First, a lot of hate comes not from the language itself but from the ecosystem
(though the ecosystem follows the ideology of the language: hacked together,
go fast and break often). While I used to hate on PHP, I'm now neutral because
I only heard good thing about its ecosystem (the language evolved a lot too,
it helps). Javascript could get there, but a lot of work is needed.

> Being multi-paradigm has its perks

It also has drawbacks. It means you have to learn those paradigms or restrict
yourself to those you know. A codebase use a paradigm you don't know? Though
luck. A codebase use several paradigm at once? Yeah enjoy that.

> It doesn’t matter how robust a language is, an unskilled developer still has
> the same potential to create disasters [...]

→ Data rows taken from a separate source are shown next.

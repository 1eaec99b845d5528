//! Local cache facade over a [`CacheBackend`].

use std::sync::Arc;
use std::sync::atomic::{AtomicBool, Ordering};

use async_trait::async_trait;
use futures::future::try_join_all;

use crate::error::RuntimeError;
use crate::http::{Request, Response};

use super::api::{CacheApi, validate_fetched, validate_put, validate_request};
use super::backend::{CacheBackend, FetchRef};
use super::key::MatchOptions;

/// A named cache owned by a [`CacheStorage`](super::CacheStorage).
///
/// Every operation on a disposed cache fails with `InvalidState`.
pub struct Cache {
    name: String,
    backend: Arc<dyn CacheBackend>,
    fetch: FetchRef,
    disposed: AtomicBool,
}

impl std::fmt::Debug for Cache {
    fn fmt(&self, f: &mut std::fmt::Formatter<'_>) -> std::fmt::Result {
        f.debug_struct("Cache")
            .field("name", &self.name)
            .field("disposed", &self.is_disposed())
            .finish()
    }
}

impl Cache {
    pub(crate) fn new(name: &str, backend: Arc<dyn CacheBackend>, fetch: FetchRef) -> Self {
        Self {
            name: name.to_string(),
            backend,
            fetch,
            disposed: AtomicBool::new(false),
        }
    }

    /// True once the cache was deleted or its storage disposed.
    pub fn is_disposed(&self) -> bool {
        self.disposed.load(Ordering::Acquire)
    }

    /// Marks the cache disposed and releases its backend.
    ///
    /// Returns `false` (and does nothing) if it was already disposed.
    pub(crate) async fn dispose(&self) -> Result<bool, RuntimeError> {
        if self.disposed.swap(true, Ordering::AcqRel) {
            return Ok(false);
        }
        self.backend.dispose().await?;
        Ok(true)
    }

    pub(crate) async fn purge(&self) -> Result<(), RuntimeError> {
        self.backend.purge().await
    }

    fn ensure_live(&self) -> Result<(), RuntimeError> {
        if self.is_disposed() {
            return Err(RuntimeError::invalid_state(format!(
                "cache '{}' is disposed",
                self.name
            )));
        }
        Ok(())
    }
}

#[async_trait]
impl CacheApi for Cache {
    fn name(&self) -> &str {
        &self.name
    }

    async fn match_one(
        &self,
        request: &Request,
        opts: MatchOptions,
    ) -> Result<Option<Response>, RuntimeError> {
        self.ensure_live()?;
        self.backend.match_one(request, &opts).await
    }

    async fn match_all(
        &self,
        request: Option<&Request>,
        opts: MatchOptions,
    ) -> Result<Vec<Response>, RuntimeError> {
        self.ensure_live()?;
        self.backend.match_all(request, &opts).await
    }

    async fn add_all(&self, requests: Vec<Request>) -> Result<(), RuntimeError> {
        self.ensure_live()?;
        for request in &requests {
            validate_request(request)?;
        }
        let fetched = try_join_all(requests.into_iter().map(|request| {
            let fetch = Arc::clone(&self.fetch);
            async move {
                let response = fetch.fetch(request.clone()).await?;
                validate_fetched(&request, &response)?;
                Ok::<_, RuntimeError>((request, response))
            }
        }))
        .await?;

        self.ensure_live()?;
        for (request, response) in fetched {
            self.backend.put(request, response).await?;
        }
        Ok(())
    }

    async fn put(&self, request: Request, response: Response) -> Result<(), RuntimeError> {
        self.ensure_live()?;
        validate_put(&request, &response)?;
        self.backend.put(request, response).await
    }

    async fn delete(&self, request: &Request, opts: MatchOptions) -> Result<bool, RuntimeError> {
        self.ensure_live()?;
        self.backend.delete(request, &opts).await
    }

    async fn keys(
        &self,
        request: Option<&Request>,
        opts: MatchOptions,
    ) -> Result<Vec<Request>, RuntimeError> {
        self.ensure_live()?;
        self.backend.keys(request, &opts).await
    }
}
use std::sync::Arc;
use std::sync::atomic::{AtomicUsize, Ordering};
use std::time::Duration;

use parking_lot::Mutex;
use workervisor::{
    BroadcastRelay, BroadcastTransport, CacheStorage, CacheStorageApi, EventData, EventDispatcher,
    EventType, ExtendableEvent, ExtensionError, Listener, LocalHub, MemoryFactory, Outcome,
    Registration, Request, Response, ScriptFn, ScriptRef, TaskScheduler, UpdateOutcome, WorkerEnv,
    WorkerScope, WorkerState,
};

fn registration() -> (Registration, Arc<TaskScheduler>) {
    let caches: Arc<dyn CacheStorageApi> = Arc::new(CacheStorage::new(Arc::new(MemoryFactory)));
    let hub: Arc<dyn BroadcastTransport> = LocalHub::new(16);
    let scheduler = TaskScheduler::new();
    let env = WorkerEnv::new("/", caches, BroadcastRelay::new(hub), Arc::clone(&scheduler));
    (Registration::new(env), scheduler)
}

fn responder(body: &'static str) -> ScriptRef {
    ScriptFn::arc(body, move |scope: &mut WorkerScope| {
        scope.on_fetch(move |ev| ev.respond(Response::ok(body)).map_err(ExtensionError::from));
        Ok(())
    })
}

async fn fetch_text(reg: &Registration) -> String {
    let settlement = reg
        .dispatch_fetch(Request::get("https://app.test/"))
        .await
        .unwrap();
    settlement.into_response().text()
}

#[tokio::test]
async fn statechange_observers_follow_the_worker() {
    let (reg, scheduler) = registration();
    let seen = Arc::new(Mutex::new(Vec::new()));

    let first = reg.install(responder("v1")).await.unwrap();
    let log = Arc::clone(&seen);
    first.on_statechange(move |state| log.lock().push(state));

    reg.activate().await.unwrap();
    reg.install(responder("v2")).await.unwrap();
    reg.activate().await.unwrap();
    scheduler.run_until_idle();

    assert_eq!(
        *seen.lock(),
        vec![WorkerState::Activating, WorkerState::Active, WorkerState::Redundant]
    );
    assert_eq!(fetch_text(&reg).await, "v2");
}

#[tokio::test]
async fn evaluation_failure_never_installs() {
    let (reg, _scheduler) = registration();
    let broken = ScriptFn::arc("broken", |_scope: &mut WorkerScope| {
        Err(ExtensionError::fail("syntax error"))
    });

    let err = reg.install(broken).await.unwrap_err();
    assert_eq!(err.as_label(), "lifecycle_failure");
    assert!(reg.installing().is_none());
    assert!(reg.waiting().is_none());
}

#[tokio::test]
async fn accepted_update_swaps_code_in_place() {
    let (reg, _scheduler) = registration();
    let disposed = Arc::new(AtomicUsize::new(0));
    let migrated = Arc::new(AtomicUsize::new(0));

    let script = |body: &'static str| {
        let disposed = Arc::clone(&disposed);
        let migrated = Arc::clone(&migrated);
        ScriptFn::arc(body, move |scope: &mut WorkerScope| {
            let disposed = Arc::clone(&disposed);
            let migrated = Arc::clone(&migrated);
            scope.hot().accept(move |_next| {
                migrated.fetch_add(1, Ordering::SeqCst);
                Ok(())
            })?;
            scope.hot().dispose(move || {
                disposed.fetch_add(1, Ordering::SeqCst);
            });
            scope.on_fetch(move |ev| ev.respond(Response::ok(body)).map_err(ExtensionError::from));
            Ok(())
        })
    };

    let worker = reg.install(script("v1")).await.unwrap();
    reg.activate().await.unwrap();

    let outcome = reg.update(script("v2")).await.unwrap();
    assert_eq!(
        outcome,
        UpdateOutcome::Adopted {
            worker: worker.id(),
            version: 2
        }
    );
    assert_eq!(migrated.load(Ordering::SeqCst), 1);
    assert_eq!(disposed.load(Ordering::SeqCst), 1);
    assert_eq!(worker.state(), WorkerState::Active);
    assert_eq!(fetch_text(&reg).await, "v2");
}

#[tokio::test]
async fn declined_update_replays_the_lifecycle() {
    let (reg, _scheduler) = registration();
    let script = |body: &'static str| {
        ScriptFn::arc(body, move |scope: &mut WorkerScope| {
            scope.hot().decline()?;
            scope.on_fetch(move |ev| ev.respond(Response::ok(body)).map_err(ExtensionError::from));
            Ok(())
        })
    };

    let first = reg.install(script("v1")).await.unwrap();
    reg.activate().await.unwrap();

    let outcome = reg.update(script("v2")).await.unwrap();
    assert!(matches!(outcome, UpdateOutcome::Installed { .. }));
    assert_eq!(fetch_text(&reg).await, "v1");

    reg.activate().await.unwrap();
    assert_eq!(first.state(), WorkerState::Redundant);
    assert_eq!(fetch_text(&reg).await, "v2");
}

#[tokio::test]
async fn install_waits_for_every_extension() {
    let (reg, _scheduler) = registration();
    let done = Arc::new(AtomicUsize::new(0));

    let counter = Arc::clone(&done);
    let slow = ScriptFn::arc("slow", move |scope: &mut WorkerScope| {
        let counter = Arc::clone(&counter);
        scope.on_install(move |ev| {
            let counter = Arc::clone(&counter);
            ev.wait_until(async move {
                tokio::time::sleep(Duration::from_millis(20)).await;
                counter.fetch_add(1, Ordering::SeqCst);
                Ok(())
            })
            .map_err(ExtensionError::from)
        });
        Ok(())
    });

    reg.install(slow).await.unwrap();
    assert_eq!(done.load(Ordering::SeqCst), 1);
}

#[tokio::test]
async fn unregistered_registration_refuses_new_work() {
    let (reg, _scheduler) = registration();
    reg.install(responder("v1")).await.unwrap();
    reg.activate().await.unwrap();

    assert!(reg.unregister().await);
    assert!(!reg.unregister().await);

    assert!(reg.dispatch_fetch(Request::get("https://app.test/")).await.is_err());
    let err = reg.install(responder("v2")).await.unwrap_err();
    assert_eq!(err.as_label(), "invalid_state");
}

#[tokio::test]
async fn extensions_may_chain_while_one_is_pending() {
    let dispatcher = EventDispatcher::new();
    let request = Request::get("https://app.test/");
    let event = dispatcher.create_event(EventType::Fetch, EventData::Request(request));

    let listener: Listener = Arc::new(|ev: &ExtendableEvent| {
        let chained = ev.clone();
        ev.wait_until(async move {
            tokio::task::yield_now().await;
            chained
                .respond(Response::ok("late"))
                .map_err(ExtensionError::from)
        })
        .map_err(ExtensionError::from)
    });

    let settlement = dispatcher
        .dispatch_and_settle(&event, &[listener])
        .await
        .unwrap();
    assert_eq!(settlement.outcome, Outcome::Response(Response::ok("late")));
    assert!(!event.is_active());

    let err = event.wait_until(async { Ok(()) }).unwrap_err();
    assert_eq!(err.as_label(), "invalid_state");
}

That's the crux of the matter. An unskilled developer doesn't have the same
potential to create disasters. Languages with a lot of footguns have more
potential for disasters. Javascript, as a language, has a lot of them. "clear
structural and syntactical requirements" reduce that potential. Enforcing
consistent formatting reduce that. Checking types reduce that. Having less
non-obvious behaviors reduce that. Javascript just don't do any of that.

> As developers, we tend to be biassed towards what we know best.

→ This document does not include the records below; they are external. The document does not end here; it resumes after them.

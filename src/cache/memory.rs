//! In-process cache backend.

use async_trait::async_trait;
use parking_lot::RwLock;

use crate::error::RuntimeError;
use crate::http::{Request, Response};

use super::backend::CacheBackend;
use super::key::{self, CacheEntry, MatchOptions};

/// Entries kept in a `Vec` in insertion order.
#[derive(Debug, Default)]
pub struct MemoryBackend {
    entries: RwLock<Vec<CacheEntry>>,
}

impl MemoryBackend {
    /// Creates an empty backend.
    pub fn new() -> Self {
        Self::default()
    }

    /// Number of stored entries.
    pub fn len(&self) -> usize {
        self.entries.read().len()
    }

    /// True when nothing is stored.
    pub fn is_empty(&self) -> bool {
        self.entries.read().is_empty()
    }
}

#[async_trait]
impl CacheBackend for MemoryBackend {
    async fn match_all(
        &self,
        request: Option<&Request>,
        opts: &MatchOptions,
    ) -> Result<Vec<Response>, RuntimeError> {
        let entries = self.entries.read();
        Ok(key::select(&entries, request, opts)
            .map(|e| e.response.clone())
            .collect())
    }

    async fn put(&self, request: Request, response: Response) -> Result<(), RuntimeError> {
        key::upsert(&mut self.entries.write(), CacheEntry { request, response });
        Ok(())
    }

    async fn delete(&self, request: &Request, opts: &MatchOptions) -> Result<bool, RuntimeError> {
        Ok(key::remove(&mut self.entries.write(), request, opts))
    }

    async fn keys(
        &self,
        request: Option<&Request>,
        opts: &MatchOptions,
    ) -> Result<Vec<Request>, RuntimeError> {
        let entries = self.entries.read();
        Ok(key::select(&entries, request, opts)
            .map(|e| e.request.clone())
            .collect())
    }

    async fn purge(&self) -> Result<(), RuntimeError> {
        self.entries.write().clear();
        Ok(())
    }
}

Well, my main bias is toward what's maintainable and will get the job done
fast. Javascript doesn't rank as well as other languages on the maintainable
part.

> JavaScript is probably the only language where you can copy and paste code
> from Stack Overflow and, 90% of the time, it’ll work the first time around

I didn't have similar results except for very basic code. While we would need
a larger sample rate, I generally have more success with other langagues.

> Everyone talks about learning Angular, React, and Vue, but never really
> about Vanilla JavaScript.

That's because our work is to get the job done, and unless you have very
simple requirements and/or little maintainability concerns, using a framework
is a must (otherwise you end up doing your own framework, invariably worse
than existing frameworks and using up a lot of time).

------
segmondy
There's nothing like a proper language, any language that let's you
communicate clearly is a proper language and so is Javascript. However
javascript has tons of wart, and as much as I personally hate it. I believe
it's a great lang for prototype. My approach these days is to prototype with
javascript and rewrite in whatever my target language is.